Perhaps over Spring break or shortly after the summer the family and I are going I hope to take a vacation. I'm drooling over the thought of going to Maine and eating Lobster! Momoreg, Cape, etc. you are on the East Coast. Any thoughts, suggestions? I'm having a hard time thinking of anything(any surprise there?) We are not wealthy, but hungry and of course nothing beats the East Coast except for Alaska and that will have to wait for an insurance settlement!
Any ideas will help.


----------



## momoreg (Mar 4, 2000)

I've been to Maine only once, and it was early summertime. I visited a friend who was living in York Beach. It was kinda like a cape codfamily community, not too crowded, and right around the corner from Kennebunkport. Needless to say, I went there about 15 years ago, long before Kennebunkport became well known. I don't know how much it's changed since then. It may be much more expensive. But it was charming. Very New England. A lot like parts of the cape. 
And I've never been to Ogunquit, but will go soon, I'm sure.

Have you considered Acadia? Again, I've never been, but will make it a point to one day soon.

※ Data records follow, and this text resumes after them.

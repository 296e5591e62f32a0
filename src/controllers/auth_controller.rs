use bcrypt::{hash, verify};
use tracing::info;
use validator::Validate;

use crate::dto::auth_dto::{AuthResponse, SignInRequest, SignUpRequest, UserResponse};
use crate::dto::ApiResponse;
use crate::models::{User, UserProfile};
use crate::repositories::Repositories;
use crate::state::AppState;
use crate::utils::errors::{AppError, AppResult};
use crate::utils::jwt::{generate_token, JwtConfig};

pub struct AuthController {
    repositories: Repositories,
    jwt: JwtConfig,
    bcrypt_cost: u32,
}

fn invalid_credentials() -> AppError {
    AppError::Unauthorized("Invalid credentials".to_string())
}

impl AuthController {
    pub fn new(state: &AppState) -> Self {
        Self {
            repositories: state.repositories.clone(),
            jwt: state.jwt.clone(),
            bcrypt_cost: state.config.bcrypt_cost,
        }
    }

    pub async fn sign_up(&self, request: SignUpRequest) -> AppResult<ApiResponse<AuthResponse>> {
        request.validate()?;

        let email = request.email.trim().to_lowercase();
        if self.repositories.users.find_by_email(&email).await?.is_some() {
            return Err(AppError::Conflict("User with this email already exists".to_string()));
        }

        let password_hash = hash(&request.password, self.bcrypt_cost)
            .map_err(|e| AppError::Hash(e.to_string()))?;
        let user = self
            .repositories
            .users
            .create(&User::new(email, request.name.trim().to_string(), password_hash))
            .await?;

        // Una invitación pendiente con el mismo email pasa a esta identidad
        let profile = match self.repositories.profiles.find_by_email(&user.email).await? {
            Some(pending) if pending.is_pending() => {
                info!("🔗 Invitación {} reclamada por {}", pending.id, user.id);
                Some(self.repositories.profiles.link_user(pending.id, user.id).await?)
            }
            _ => None,
        };

        info!("👤 Nueva identidad registrada: {}", user.id);
        let response = self.auth_response(user, profile)?;
        Ok(ApiResponse::success_with_message(response, "Account created"))
    }

    pub async fn sign_in(&self, request: SignInRequest) -> AppResult<ApiResponse<AuthResponse>> {
        request.validate().map_err(|_| invalid_credentials())?;

        let user = self
            .repositories
            .users
            .find_by_email(&request.email.trim().to_lowercase())
            .await?
            .ok_or_else(invalid_credentials)?;

        let valid = verify(&request.password, &user.password_hash)
            .map_err(|e| AppError::Hash(e.to_string()))?;
        if !valid {
            return Err(invalid_credentials());
        }

        let profile = self.repositories.profiles.find_by_user(user.id).await?;
        let response = self.auth_response(user, profile)?;
        Ok(ApiResponse::success_with_message(response, "Signed in"))
    }

    fn auth_response(&self, user: User, profile: Option<UserProfile>) -> AppResult<AuthResponse> {
        let token = generate_token(user.id, &user.email, &self.jwt)?;
        Ok(AuthResponse {
            token,
            token_type: "Bearer",
            expires_in: self.jwt.expiration,
            user: UserResponse::from(user),
            profile,
        })
    }
}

Last summer, we spent a weekend in Woodstock, VT. It was such a charming little town, with lots of summer activities, shopping, etc. Unfortunately, a few of the restaurants were closed for the season. There's a lot of hiking around there, the Simon Pearce glassblowing factory is up there, and there's lots of handmade pottery, ma and pa shops, covered bridges, etc. I wish I could live up there...

Let us know more sbout what you are interested in doing. I gather you're feeling better.


----------



## cape chef (Jul 31, 2000)

Hi Chrose,

Nice to see you (well not see you ,but you know what I mean).
I have a great book called places to go with children in New England by Diane bair and Pamala Wright Chronicle books. It breake down each N.E state into districts and then breaks it down in to beaches,Inns,dinning etc.i don't know how old your children are but maine covers it all, Acadia national park in the bar hardor area,boothbayharbor has great boat rides where you learn about lobstering,it has the seaquarium. I take my family every summer to Cape Cod, we have a little cottage in eastham on the outer cape. You have the national seashore beaches that President kennedy declaired.Nickerson state park in brewster in bueatiful,Oysters and lobsters in wellfleet Yum,Chatham has to be one of the most bueatiful towns on the cape.
And P. Town is always fun,best fudge and taffy on earth.You can also hop on a ferry and be in marthas vinyard in less then an hour or nantucket in about two hours.
The bike trails that run from orleans to i think wellfleet are well laid out and very user freindly, You can take a dune cruise up in P.Town that's a blast..and last year my family and some freinds went out to the outer beaches off of nauset beach.You lower your air pressure to 15 pounds pack a grill beverages everything you need and you come out onto the most wonderful sacluded beach. You set up camp and party all day 
If you can find that book i think it would be helpful. And if you come through CT please stop by and say Hey.
cc


----------



## momoreg (Mar 4, 2000)

...and don't forget to go whale watching!


----------